Do not increase the model size drastically.
Hint 1
Hint 2
Hint 3
Solution
PyTorch
import torch
import torch.nn as nn
import torch.optim as optim
import torch.utils.data

# Sample dataset: sequences of numbers 0-9, predict next number
class SequenceDataset(torch.utils.data.Dataset):
    def __init__(self):
        self.data = []
        for i in range(1000):
            start = torch.randint(0, 10, (1,)).item()
            seq_list = [start]
            for j in range(4):
                next_val = (seq_list[-1] + 1) % 10
                seq_list.append(next_val)
            seq = torch.tensor(seq_list, dtype=torch.long)
            input_seq = seq[:-1]
            target = seq[1:]
            self.data.append((input_seq, target))
    def __len__(self):
        return len(self.data)
    def __getitem__(self, idx):
        return self.data[idx]

class RNNPredictor(nn.Module):
    def __init__(self, input_size, hidden_size, output_size):
        super().__init__()
        self.embedding = nn.Embedding(10, input_size)
        self.rnn = nn.RNN(input_size, hidden_size, batch_first=True)
        self.fc = nn.Linear(hidden_size, output_size)
    def forward(self, x):
        x = self.embedding(x)  # (batch, seq_len, input_size)
        out, _ = self.rnn(x)  # out: (batch, seq_len, hidden_size)
        out = self.fc(out)    # (batch, seq_len, output_size)
        return out

# Hyperparameters
input_size = 8
hidden_size = 16
output_size = 10
batch_size = 32
epochs = 10

# Data
dataset = SequenceDataset()
train_size = int(0.8 * len(dataset))
val_size = len(dataset) - train_size
train_dataset, val_dataset = torch.utils.data.random_split(dataset, [train_size, val_size])
train_loader = torch.utils.data.DataLoader(train_dataset, batch_size=batch_size, shuffle=True)
val_loader = torch.utils.data.DataLoader(val_dataset, batch_size=batch_size, shuffle=False)

# Model, loss, optimizer
model = RNNPredictor(input_size, hidden_size, output_size)
criterion = nn.CrossEntropyLoss()
optimizer = optim.Adam(model.parameters(), lr=0.01)

# Training loop
for epoch in range(epochs):
    model.train()
    train_loss = 0.0
    for inputs, targets in train_loader:
        optimizer.zero_grad()
        outputs = model(inputs)  # outputs shape: (batch, seq_len, output_size)
        loss = criterion(outputs.view(-1, output_size), targets.view(-1))
        loss.backward()
        optimizer.step()
        train_loss += loss.item()
    avg_train_loss = train_loss / len(train_loader)

    model.eval()
    val_loss = 0.0
    correct = 0
    total = 0
    with torch.no_grad():
        for inputs, targets in val_loader:
            outputs = model(inputs)
            vloss = criterion(outputs.view(-1, output_size), targets.view(-1))
            val_loss += vloss.item()
            pred = outputs.argmax(dim=2).view(-1)
            correct += (pred == targets.view(-1)).sum().item()
            total += targets.numel()
    avg_val_loss = val_loss / len(val_loader)
    val_acc = 100 * correct / total

    print(f"Epoch {epoch+1}/{epochs}, Train Loss: {avg_train_loss:.4f}, Val Loss: {avg_val_loss:.4f}, Val Acc: {val_acc:.2f}%")

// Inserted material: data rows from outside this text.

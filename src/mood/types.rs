use chrono::{DateTime, Utc};
use serde::{Deserialize, Serialize};
use std::fmt;
use std::str::FromStr;
use thiserror::Error;

#[derive(Debug, Clone, Copy, PartialEq, Eq, Hash, Serialize, Deserialize)]
#[serde(rename_all = "lowercase")]
pub enum Mood {
    Great,
    Good,
    Okay,
    Low,
    Bad,
}

#[derive(Debug, Error, Clone, PartialEq, Eq)]
pub enum MoodError {
    #[error("Unknown mood '{input}' (expected one of: great, good, okay, low, bad)")]
    Unknown { input: String },
}

impl Mood {
    pub const ALL: [Mood; 5] = [Mood::Great, Mood::Good, Mood::Okay, Mood::Low, Mood::Bad];

    pub fn label(self) -> &'static str {
        match self {
            Mood::Great => "Great",
            Mood::Good => "Good",
            Mood::Okay => "Okay",
            Mood::Low => "Low",
            Mood::Bad => "Bad",
        }
    }

    pub fn emoji(self) -> &'static str {
        match self {
            Mood::Great => "😄",
            Mood::Good => "🙂",
            Mood::Okay => "😐",
            Mood::Low => "😕",
            Mood::Bad => "😢",
        }
    }
}

impl fmt::Display for Mood {
    fn fmt(&self, f: &mut fmt::Formatter<'_>) -> fmt::Result {
        f.write_str(self.label())
    }
}

impl FromStr for Mood {
    type Err = MoodError;

    fn from_str(s: &str) -> Result<Self, Self::Err> {
        let wanted = s.trim();
        Mood::ALL
            .into_iter()
            .find(|mood| mood.label().eq_ignore_ascii_case(wanted))
            .ok_or_else(|| MoodError::Unknown {
                input: s.to_string(),
            })
    }
}

/// A submitted check-in. Only ever logged, never stored.
#[derive(Debug, Clone, PartialEq, Serialize, Deserialize)]
pub struct MoodEntry {
    pub mood: Mood,
    #[serde(skip_serializing_if = "Option::is_none")]
    pub note: Option<String>,
    pub recorded_at: DateTime<Utc>,
}

#[cfg(test)]
mod tests {
    use super::*;

    #[test]
    fn test_parse_is_case_insensitive() {
        assert_eq!("great".parse::<Mood>(), Ok(Mood::Great));
        assert_eq!("  LOW ".parse::<Mood>(), Ok(Mood::Low));
        assert_eq!("Okay".parse::<Mood>(), Ok(Mood::Okay));
    }

    #[test]
    fn test_parse_rejects_unknown_mood() {
        let err = "meh".parse::<Mood>().unwrap_err();
        assert_eq!(err, MoodError::Unknown { input: "meh".to_string() });
        assert!(err.to_string().contains("great, good, okay, low, bad"));
    }

    #[test]
    fn test_labels_and_emoji() {
        assert_eq!(Mood::Bad.to_string(), "Bad");
        assert_eq!(Mood::Great.emoji(), "😄");
    }
}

# After training, test on a sample sequence
with torch.no_grad():
    sample_seq = torch.tensor([[1, 2, 3, 4]])  # batch size 1
    pred = model(sample_seq)
    predicted_numbers = pred.argmax(dim=2).squeeze().tolist()
    print(f"Input sequence: {sample_seq.squeeze().tolist()}")
    print(f"Predicted next numbers: {predicted_numbers}")
Replaced feedforward network with an RNN model using nn.RNN layer.
Added embedding layer to convert input numbers to vectors.
Modified training loop to handle sequence outputs and targets.
Used CrossEntropyLoss on sequence outputs reshaped properly.
Results Interpretation

Before: Validation accuracy was 55%, loss 0.60. The model could not remember previous inputs well.

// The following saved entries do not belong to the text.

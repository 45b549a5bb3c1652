use tokio::sync::watch;
use tracing::{info, warn};

/// Turns Ctrl-C into a flag the foreground loops can select on
pub struct ShutdownCoordinator {
    requested: watch::Receiver<bool>,
}

impl ShutdownCoordinator {
    /// Install the Ctrl-C handler on the current runtime
    pub fn install() -> Self {
        let (tx, rx) = watch::channel(false);

        tokio::spawn(async move {
            match tokio::signal::ctrl_c().await {
                Ok(()) => {
                    info!("Interrupt received, shutting down");
                    let _ = tx.send(true);
                }
                Err(e) => warn!("Failed to listen for Ctrl-C: {}", e),
            }
        });

        Self { requested: rx }
    }

    /// Resolve once shutdown has been requested. Never resolves if the
    /// signal handler could not be installed.
    pub async fn wait(&mut self) {
        if self.requested.wait_for(|requested| *requested).await.is_err() {
            std::future::pending::<()>().await;
        }
    }
}
use std::sync::atomic::{AtomicU64, Ordering};
use tracing::info;

/// Counters for one breathing session
#[derive(Debug, Default)]
pub struct SessionMetrics {
    pub ticks: AtomicU64,
    pub phase_transitions: AtomicU64,
    pub cycles_completed: AtomicU64,
    pub control_commands: AtomicU64,
}

impl SessionMetrics {
    pub fn new() -> Self {
        Self::default()
    }

    pub fn record_tick(&self) {
        self.ticks.fetch_add(1, Ordering::Relaxed);
    }

    pub fn record_phase_transition(&self) {
        self.phase_transitions.fetch_add(1, Ordering::Relaxed);
    }

    pub fn record_cycle(&self) {
        self.cycles_completed.fetch_add(1, Ordering::Relaxed);
    }

    pub fn record_command(&self) {
        self.control_commands.fetch_add(1, Ordering::Relaxed);
    }

    pub fn get_stats(&self) -> SessionStats {
        SessionStats {
            ticks: self.ticks.load(Ordering::Relaxed),
            phase_transitions: self.phase_transitions.load(Ordering::Relaxed),
            cycles_completed: self.cycles_completed.load(Ordering::Relaxed),
            control_commands: self.control_commands.load(Ordering::Relaxed),
        }
    }

    pub fn log_stats(&self) {
        let stats = self.get_stats();
        info!(
            ticks = stats.ticks,
            phase_transitions = stats.phase_transitions,
            cycles_completed = stats.cycles_completed,
            control_commands = stats.control_commands,
            "Breathing session metrics"
        );
    }
}

#[derive(Debug, Clone, Copy, PartialEq, Eq)]
pub struct SessionStats {
    pub ticks: u64,
    pub phase_transitions: u64,
    pub cycles_completed: u64,
    pub control_commands: u64,
}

After: Validation accuracy improved to 78%, loss decreased to 0.22. The RNN model captures sequence order and context better.

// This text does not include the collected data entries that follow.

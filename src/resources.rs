//! Support Resources Directory
//!
//! A fixed list of crisis lines, chat services and reading material.

use serde::Serialize;
use std::fmt;
use std::str::FromStr;
use thiserror::Error;

#[derive(Debug, Clone, Copy, PartialEq, Eq, Hash, Serialize)]
#[serde(rename_all = "lowercase")]
pub enum ResourceKind {
    Hotline,
    Chat,
    Article,
}

#[derive(Debug, Clone, Copy, PartialEq, Eq, Serialize)]
#[serde(tag = "type", content = "value", rename_all = "lowercase")]
pub enum Contact {
    Phone(&'static str),
    Link(&'static str),
}

#[derive(Debug, Clone, Copy, PartialEq, Eq, Serialize)]
pub struct Resource {
    pub id: u32,
    pub title: &'static str,
    pub description: &'static str,
    pub kind: ResourceKind,
    pub contact: Contact,
}

#[derive(Debug, Error, Clone, PartialEq, Eq)]
#[error("Unknown resource kind '{0}' (expected hotline, chat or article)")]
pub struct UnknownKind(pub String);

impl ResourceKind {
    pub fn label(self) -> &'static str {
        match self {
            ResourceKind::Hotline => "hotline",
            ResourceKind::Chat => "chat",
            ResourceKind::Article => "article",
        }
    }

    /// Text of the call-to-action shown next to a resource
    pub fn action_label(self) -> &'static str {
        match self {
            ResourceKind::Hotline => "Call Now",
            ResourceKind::Chat => "Chat Now",
            ResourceKind::Article => "Read More",
        }
    }
}

impl fmt::Display for ResourceKind {
    fn fmt(&self, f: &mut fmt::Formatter<'_>) -> fmt::Result {
        f.write_str(self.label())
    }
}

impl FromStr for ResourceKind {
    type Err = UnknownKind;

    fn from_str(s: &str) -> Result<Self, Self::Err> {
        match s.trim().to_ascii_lowercase().as_str() {
            "hotline" => Ok(ResourceKind::Hotline),
            "chat" => Ok(ResourceKind::Chat),
            "article" => Ok(ResourceKind::Article),
            _ => Err(UnknownKind(s.to_string())),
        }
    }
}

impl Resource {
    /// Where the call-to-action points: a `tel:` URI or a web link
    pub fn action_target(&self) -> String {
        match self.contact {
            Contact::Phone(number) => format!("tel:{number}"),
            Contact::Link(url) => url.to_string(),
        }
    }
}

static DIRECTORY: [Resource; 6] = [
    Resource {
        id: 1,
        title: "National Suicide Prevention Lifeline",
        description: "24/7, free and confidential support for people in distress",
        kind: ResourceKind::Hotline,
        contact: Contact::Phone("1-800-273-8255"),
    },
    Resource {
        id: 2,
        title: "Crisis Text Line",
        description: "Text HOME to 741741 to connect with a Crisis Counselor",
        kind: ResourceKind::Chat,
        contact: Contact::Link("https://www.crisistextline.org/"),
    },
    Resource {
        id: 3,
        title: "SAMHSA's National Helpline",
        description: "Treatment referral and information service for individuals and families",
        kind: ResourceKind::Hotline,
        contact: Contact::Phone("1-800-662-4357"),
    },
    Resource {
        id: 4,
        title: "Understanding Anxiety",
        description: "Learn about different types of anxiety and coping strategies",
        kind: ResourceKind::Article,
        contact: Contact::Link("https://www.nimh.nih.gov/health/topics/anxiety-disorders"),
    },
    Resource {
        id: 5,
        title: "7 Cups",
        description: "Connect with trained listeners for emotional support",
        kind: ResourceKind::Chat,
        contact: Contact::Link("https://www.7cups.com/"),
    },
    Resource {
        id: 6,
        title: "Mental Health First Aid",
        description: "Learn how to identify, understand and respond to mental health issues",
        kind: ResourceKind::Article,
        contact: Contact::Link("https://www.mentalhealthfirstaid.org/"),
    },
];

pub fn directory() -> &'static [Resource] {
    &DIRECTORY
}

pub fn by_kind(kind: ResourceKind) -> impl Iterator<Item = &'static Resource> {
    DIRECTORY.iter().filter(move |resource| resource.kind == kind)
}

#[cfg(test)]
mod tests {
    use super::*;

    #[test]
    fn test_directory_contents() {
        assert_eq!(directory().len(), 6);
        assert_eq!(by_kind(ResourceKind::Hotline).count(), 2);
        assert_eq!(by_kind(ResourceKind::Chat).count(), 2);
        assert_eq!(by_kind(ResourceKind::Article).count(), 2);
    }

    #[test]
    fn test_action_targets() {
        let lifeline = &directory()[0];
        assert_eq!(lifeline.action_target(), "tel:1-800-273-8255");
        assert_eq!(lifeline.kind.action_label(), "Call Now");

        let seven_cups = directory().iter().find(|r| r.title == "7 Cups").unwrap();
        assert_eq!(seven_cups.action_target(), "https://www.7cups.com/");
        assert_eq!(seven_cups.kind.action_label(), "Chat Now");
    }

    #[test]
    fn test_every_hotline_has_a_phone_number() {
        for resource in by_kind(ResourceKind::Hotline) {
            assert!(matches!(resource.contact, Contact::Phone(_)));
        }
    }

    #[test]
    fn test_parse_kind() {
        assert_eq!("Article".parse::<ResourceKind>(), Ok(ResourceKind::Article));
        assert!("podcast".parse::<ResourceKind>().is_err());
    }
}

RNNs handle sequences well because they keep information from previous steps in their hidden state, allowing them to understand order and context in data like sentences or time series.
Bonus Experiment
Try replacing the nn.RNN layer with nn.LSTM and compare the results.
💡 Hint
LSTM can remember longer sequences better by using gates to control information flow.